Hooked on the funk that his father raised him with, Undercover Brother (Griffin) fights against everything un-funky — especially the Man — with a Robin Hood attitude and Bruce Lee baditude. When his path crosses that of the B.R.O.T.H.E.R.H.O.O.D. (a secret organization also dedicated to fighting the Man), Undercover Brother joins up to stop world-wide whitening.
Turns out the Man has a special recipe of his own that turns ambitious blacks into grinning simpletons. Billy Dee Williams plays the pawn in the Man's plan with William Shatner-like, brain-washed creepiness, hucking fried chicken instead of his candidacy for president of the United States.
The funniest stuff riffs on stereotypes — both black and white — with good nature enough for easy swallowing: the curvaceous Denise Richards is used as "black man's kryptonite"; mounds of mayonnaise drip from whitey's sandwiches (leaving Undercover Brother retching); and any embarrassing event in African-American history turns out to be just one of the Man's ploys to quash anything with soul ('cept the whole O.J. thing — he did that himself). Most of the film is about as heavy as a Sprite, and as sweet, too.
Technically, the pacing lags at points and continuity isn't always what it should be, but Griffin's presentation of his "fuzzy, black balls" and ability to add nuance to movements as smoothing his afro make up for most of the movie's shortcomings. — John Brewer
Spirit: Stallion of the Cimarron
"A horse is a horse"
Dir. Kelly Asbury, Lorna Cook; writ. John Fusco; feat. Matt Damon, James Cromwell, Daniel Studi, Chopper Bernet, Jeff LeBeau (G)

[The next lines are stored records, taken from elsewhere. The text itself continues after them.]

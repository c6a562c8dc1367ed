//! SMS delivery via a Twilio-shaped REST provider.

use async_trait::async_trait;
use serde::Deserialize;
use serde_json::json;
use tracing::info;

use courier_core::config::SmsConfig;
use courier_entity::notification::model::Notification;

use crate::adapter::{names, ChannelAdapter, ChannelError};
use crate::templates;

#[derive(Debug, Deserialize)]
struct ProviderMessage {
    sid: String,
    status: String,
}

/// SMS adapter posting to the provider's Messages endpoint.
pub struct SmsAdapter {
    client: reqwest::Client,
    config: Option<SmsConfig>,
}

impl SmsAdapter {
    pub fn new(config: Option<SmsConfig>) -> Self {
        Self {
            client: reqwest::Client::new(),
            config,
        }
    }
}

#[async_trait]
impl ChannelAdapter for SmsAdapter {
    fn name(&self) -> &'static str {
        names::SMS
    }

    async fn deliver(
        &self,
        notification: &Notification,
    ) -> Result<serde_json::Value, ChannelError> {
        let config = self.config.as_ref().ok_or(ChannelError::SmsNotConfigured)?;

        let body = templates::sms_message(notification);
        let url = format!(
            "{}/2010-04-01/Accounts/{}/Messages.json",
            config.api_base, config.account_sid
        );

        let response = self
            .client
            .post(&url)
            .basic_auth(&config.account_sid, Some(&config.auth_token))
            .form(&[
                ("Body", body.as_str()),
                ("From", config.from_number.as_str()),
                ("To", notification.recipient_key.as_str()),
            ])
            .send()
            .await
            .map_err(|e| ChannelError::Provider(e.to_string()))?;

        if !response.status().is_success() {
            let status = response.status();
            let detail = response.text().await.unwrap_or_default();
            return Err(ChannelError::Provider(format!(
                "provider returned {status}: {detail}"
            )));
        }

        let message: ProviderMessage = response
            .json()
            .await
            .map_err(|e| ChannelError::Provider(format!("Malformed provider response: {e}")))?;

        info!(
            notification_id = %notification.id,
            recipient_key = %notification.recipient_key,
            sid = %message.sid,
            "SMS sent"
        );

        Ok(json!({
            "sid": message.sid,
            "status": message.status,
        }))
    }
}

The spirit of the mythical American West runs at the head of a herd of wild mustangs. They live and breathe — like their two-legged, Disney-animated counterparts, the Lakota — on the open golden plains fed by the rushing Cimarron, a river as blue as the windy skies it reflects. You can almost smell the fresh air as the stallion Spirit (the voice of Damon) protects his herd, like his father before him — even humbling a savage cougar — and like the way his Disney predecessor, Simba of The Lion King (1994), protected his pride.

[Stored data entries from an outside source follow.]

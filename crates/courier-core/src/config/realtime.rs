//! Real-time delivery configuration.

use serde::{Deserialize, Serialize};

/// Real-time delivery settings for connected clients.
#[derive(Debug, Clone, Serialize, Deserialize)]
pub struct RealtimeConfig {
    /// Buffer size of the per-connection outbound message channel.
    #[serde(default = "default_channel_buffer")]
    pub channel_buffer_size: usize,
}

impl Default for RealtimeConfig {
    fn default() -> Self {
        Self {
            channel_buffer_size: default_channel_buffer(),
        }
    }
}

fn default_channel_buffer() -> usize {
    256
}
//! Per-channel delivery outcome recorded after a dispatch attempt.

use serde::{Deserialize, Serialize};

/// Result of one channel's delivery attempt for one notification.
///
/// Exactly one of `result` / `error` is populated, matching `success`.
#[derive(Debug, Clone, Serialize, Deserialize)]
pub struct DeliveryOutcome {
    /// Channel name ("email", "sms", "realtime", "push").
    pub channel: String,
    /// Whether the adapter reported success.
    pub success: bool,
    /// Provider-specific result payload on success.
    #[serde(skip_serializing_if = "Option::is_none")]
    pub result: Option<serde_json::Value>,
    /// Error message on failure.
    #[serde(skip_serializing_if = "Option::is_none")]
    pub error: Option<String>,
}

impl DeliveryOutcome {
    /// Record a successful delivery attempt.
    pub fn succeeded(channel: impl Into<String>, result: serde_json::Value) -> Self {
        Self {
            channel: channel.into(),
            success: true,
            result: Some(result),
            error: None,
        }
    }

    /// Record a failed delivery attempt.
    pub fn failed(channel: impl Into<String>, error: impl Into<String>) -> Self {
        Self {
            channel: channel.into(),
            success: false,
            result: None,
            error: Some(error.into()),
        }
    }
}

The cavalry men of the villainous Colonel (Cromwell) lasso Spirit, but the horse refuses to be broken despite the slapstick efforts of the troopers. Little Creek (Native-American Studi), a young Lakota brave, suffers close to the same fate. Both captives wind up roped to the posts of the cavalry's corral. Their only hope of redeeming the freedom they both live for is to band together.
As odd-couple buddies, Spirit and Little Creek kick the story into a wild gallop through adventures worthy of any action movie and a romantic comedy of neighs and whinnies when the Lakota's trusty steed Rain trots into the picture.

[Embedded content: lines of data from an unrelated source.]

//! The processing pass: drains the queue and fans notifications out to
//! their resolved channels.

use std::sync::atomic::{AtomicBool, AtomicU64, Ordering};
use std::sync::Arc;

use tracing::{debug, error, warn};

use courier_channels::adapter::ChannelSet;
use courier_entity::notification::model::Notification;
use courier_entity::notification::outcome::DeliveryOutcome;

use crate::lifecycle::LifecycleTracker;
use crate::queue::DispatchQueue;

/// Drains the dispatch queue and delivers notifications.
///
/// At most one drain runs at a time: a tick that fires while a previous
/// drain is still working returns immediately. One notification never has
/// two concurrent processing passes.
pub struct Dispatcher {
    queue: Arc<DispatchQueue>,
    channels: ChannelSet,
    lifecycle: LifecycleTracker,
    draining: AtomicBool,
    drains_started: AtomicU64,
}

impl Dispatcher {
    pub fn new(queue: Arc<DispatchQueue>, channels: ChannelSet, lifecycle: LifecycleTracker) -> Self {
        Self {
            queue,
            channels,
            lifecycle,
            draining: AtomicBool::new(false),
            drains_started: AtomicU64::new(0),
        }
    }

    /// Drain the queue to empty, processing notifications in FIFO order.
    ///
    /// Returns the number of notifications processed; zero when the queue
    /// was empty or another drain was already in progress.
    pub async fn drain(&self) -> usize {
        if self
            .draining
            .compare_exchange(false, true, Ordering::SeqCst, Ordering::SeqCst)
            .is_err()
        {
            debug!("Drain already in progress, skipping tick");
            return 0;
        }
        self.drains_started.fetch_add(1, Ordering::SeqCst);

        let mut processed = 0;
        while let Some(notification) = self.queue.pop().await {
            self.process(notification).await;
            processed += 1;
        }

        self.draining.store(false, Ordering::SeqCst);
        processed
    }

    /// Number of drains that actually started (acquired the guard).
    pub fn drains_started(&self) -> u64 {
        self.drains_started.load(Ordering::SeqCst)
    }

    /// Run one notification through every resolved channel sequentially.
    ///
    /// A channel failure is recorded in that channel's outcome and the pass
    /// moves on. An unknown channel name is logged and skipped without an
    /// outcome entry.
    async fn process(&self, notification: Notification) {
        if notification.resolved_channels.is_empty() {
            self.lifecycle
                .record_pass_failure(
                    notification.id,
                    "no deliverable channels",
                    notification.attempts + 1,
                )
                .await;
            return;
        }

        let mut outcomes = Vec::with_capacity(notification.resolved_channels.len());

        for channel in &notification.resolved_channels {
            let Some(adapter) = self.channels.get(channel) else {
                warn!(
                    notification_id = %notification.id,
                    channel = %channel,
                    "Unknown notification channel, skipping"
                );
                continue;
            };

            match adapter.deliver(&notification).await {
                Ok(result) => {
                    outcomes.push(DeliveryOutcome::succeeded(channel.clone(), result));
                }
                Err(e) => {
                    error!(
                        notification_id = %notification.id,
                        channel = %channel,
                        error = %e,
                        "Channel delivery failed"
                    );
                    outcomes.push(DeliveryOutcome::failed(channel.clone(), e.to_string()));
                }
            }
        }

        self.lifecycle
            .record_outcomes(notification.id, &outcomes, notification.attempts + 1)
            .await;
    }
}

#[cfg(test)]
mod tests {
    use async_trait::async_trait;
    use chrono::{Duration, Utc};
    use serde_json::json;
    use uuid::Uuid;

    use super::*;
    use courier_channels::adapter::{ChannelAdapter, ChannelError};
    use courier_entity::notification::priority::NotificationPriority;
    use courier_entity::notification::status::NotificationStatus;
    use courier_store::{MemoryNotificationStore, NotificationStore};

    struct Succeeding(&'static str);

    #[async_trait]
    impl ChannelAdapter for Succeeding {
        fn name(&self) -> &'static str {
            self.0
        }

        async fn deliver(
            &self,
            _notification: &Notification,
        ) -> Result<serde_json::Value, ChannelError> {
            tokio::task::yield_now().await;
            Ok(json!({"delivered": true}))
        }
    }

    struct Failing(&'static str);

    #[async_trait]
    impl ChannelAdapter for Failing {
        fn name(&self) -> &'static str {
            self.0
        }

        async fn deliver(
            &self,
            _notification: &Notification,
        ) -> Result<serde_json::Value, ChannelError> {
            Err(ChannelError::Provider("boom".to_string()))
        }
    }

    fn sample(channels: &[&str]) -> Notification {
        let now = Utc::now();
        Notification {
            id: Uuid::new_v4(),
            recipient_key: "user-1".to_string(),
            kind: "generic".to_string(),
            title: "Title".to_string(),
            message: String::new(),
            data: json!({}),
            resolved_channels: channels.iter().map(|c| c.to_string()).collect(),
            delivery_outcomes: None,
            status: NotificationStatus::Pending,
            priority: NotificationPriority::Normal,
            attempts: 0,
            max_attempts: 3,
            last_error: None,
            read: false,
            read_at: None,
            metadata: json!({}),
            created_at: now,
            updated_at: now,
            scheduled_for: None,
            expires_at: now + Duration::hours(168),
            sent_at: None,
        }
    }

    fn dispatcher(
        store: Arc<MemoryNotificationStore>,
        channels: ChannelSet,
    ) -> (Arc<Dispatcher>, Arc<DispatchQueue>) {
        let queue = Arc::new(DispatchQueue::new());
        let dispatcher = Arc::new(Dispatcher::new(
            queue.clone(),
            channels,
            LifecycleTracker::new(store),
        ));
        (dispatcher, queue)
    }

    #[tokio::test]
    async fn test_partial_channel_failure_still_sends() {
        let store = Arc::new(MemoryNotificationStore::new());
        let channels = ChannelSet::new()
            .with(Arc::new(Failing("email")))
            .with(Arc::new(Succeeding("realtime")));
        let (dispatcher, queue) = dispatcher(store.clone(), channels);

        let n = sample(&["email", "realtime"]);
        store.insert(&n).await.unwrap();
        queue.enqueue(n.clone()).await;

        assert_eq!(dispatcher.drain().await, 1);

        let fetched = store.get(n.id).await.unwrap().unwrap();
        assert_eq!(fetched.status, NotificationStatus::Sent);
        assert_eq!(fetched.attempts, 1);

        let outcomes: Vec<DeliveryOutcome> =
            serde_json::from_value(fetched.delivery_outcomes.unwrap()).unwrap();
        assert_eq!(outcomes.len(), 2);
        assert!(!outcomes[0].success);
        assert!(outcomes[1].success);
    }

    #[tokio::test]
    async fn test_all_channels_failing_marks_failed() {
        let store = Arc::new(MemoryNotificationStore::new());
        let channels = ChannelSet::new().with(Arc::new(Failing("email")));
        let (dispatcher, queue) = dispatcher(store.clone(), channels);

        let n = sample(&["email"]);
        store.insert(&n).await.unwrap();
        queue.enqueue(n.clone()).await;
        dispatcher.drain().await;

        let fetched = store.get(n.id).await.unwrap().unwrap();
        assert_eq!(fetched.status, NotificationStatus::Failed);
    }

    #[tokio::test]
    async fn test_unknown_channel_skipped_without_outcome() {
        let store = Arc::new(MemoryNotificationStore::new());
        let channels = ChannelSet::new().with(Arc::new(Succeeding("realtime")));
        let (dispatcher, queue) = dispatcher(store.clone(), channels);

        let n = sample(&["carrier_pigeon", "realtime"]);
        store.insert(&n).await.unwrap();
        queue.enqueue(n.clone()).await;
        dispatcher.drain().await;

        let fetched = store.get(n.id).await.unwrap().unwrap();
        assert_eq!(fetched.status, NotificationStatus::Sent);

        let outcomes: Vec<DeliveryOutcome> =
            serde_json::from_value(fetched.delivery_outcomes.unwrap()).unwrap();
        assert_eq!(outcomes.len(), 1);
        assert_eq!(outcomes[0].channel, "realtime");
    }

    #[tokio::test]
    async fn test_no_channels_records_pass_failure() {
        let store = Arc::new(MemoryNotificationStore::new());
        let (dispatcher, queue) = dispatcher(store.clone(), ChannelSet::new());

        let n = sample(&[]);
        store.insert(&n).await.unwrap();
        queue.enqueue(n.clone()).await;
        dispatcher.drain().await;

        let fetched = store.get(n.id).await.unwrap().unwrap();
        assert_eq!(fetched.status, NotificationStatus::Failed);
        assert_eq!(fetched.last_error.as_deref(), Some("no deliverable channels"));
        assert_eq!(fetched.attempts, 1);
    }

    #[tokio::test]
    async fn test_concurrent_drains_do_not_overlap() {
        let store = Arc::new(MemoryNotificationStore::new());
        let channels = ChannelSet::new().with(Arc::new(Succeeding("realtime")));
        let (dispatcher, queue) = dispatcher(store.clone(), channels);

        for _ in 0..20 {
            let n = sample(&["realtime"]);
            store.insert(&n).await.unwrap();
            queue.enqueue(n).await;
        }

        let a = tokio::spawn({
            let d = dispatcher.clone();
            async move { d.drain().await }
        });
        let b = tokio::spawn({
            let d = dispatcher.clone();
            async move { d.drain().await }
        });

        let (a, b) = (a.await.unwrap(), b.await.unwrap());
        // Every item processed exactly once, by at most two drains that
        // never ran concurrently.
        assert_eq!(a + b, 20);
        assert!(dispatcher.drains_started() <= 2);
        assert!(queue.is_empty().await);
    }

    #[tokio::test]
    async fn test_drain_after_drain_is_allowed() {
        let store = Arc::new(MemoryNotificationStore::new());
        let channels = ChannelSet::new().with(Arc::new(Succeeding("realtime")));
        let (dispatcher, queue) = dispatcher(store.clone(), channels);

        let n = sample(&["realtime"]);
        store.insert(&n).await.unwrap();
        queue.enqueue(n).await;
        assert_eq!(dispatcher.drain().await, 1);

        let n = sample(&["realtime"]);
        store.insert(&n).await.unwrap();
        queue.enqueue(n).await;
        assert_eq!(dispatcher.drain().await, 1);
        assert_eq!(dispatcher.drains_started(), 2);
    }
}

Spirit is rated G, but a word of parental guidance: The animated violence falls somewhere between afternoon cartoons and video games, while Spirit's prancing wooing only has the faintest whiff of anything sexual. Still, images that equate darkness of hide with slavish villainy and animals with Native Americans seem tinged with the worst of Disney's old-world-order iconography.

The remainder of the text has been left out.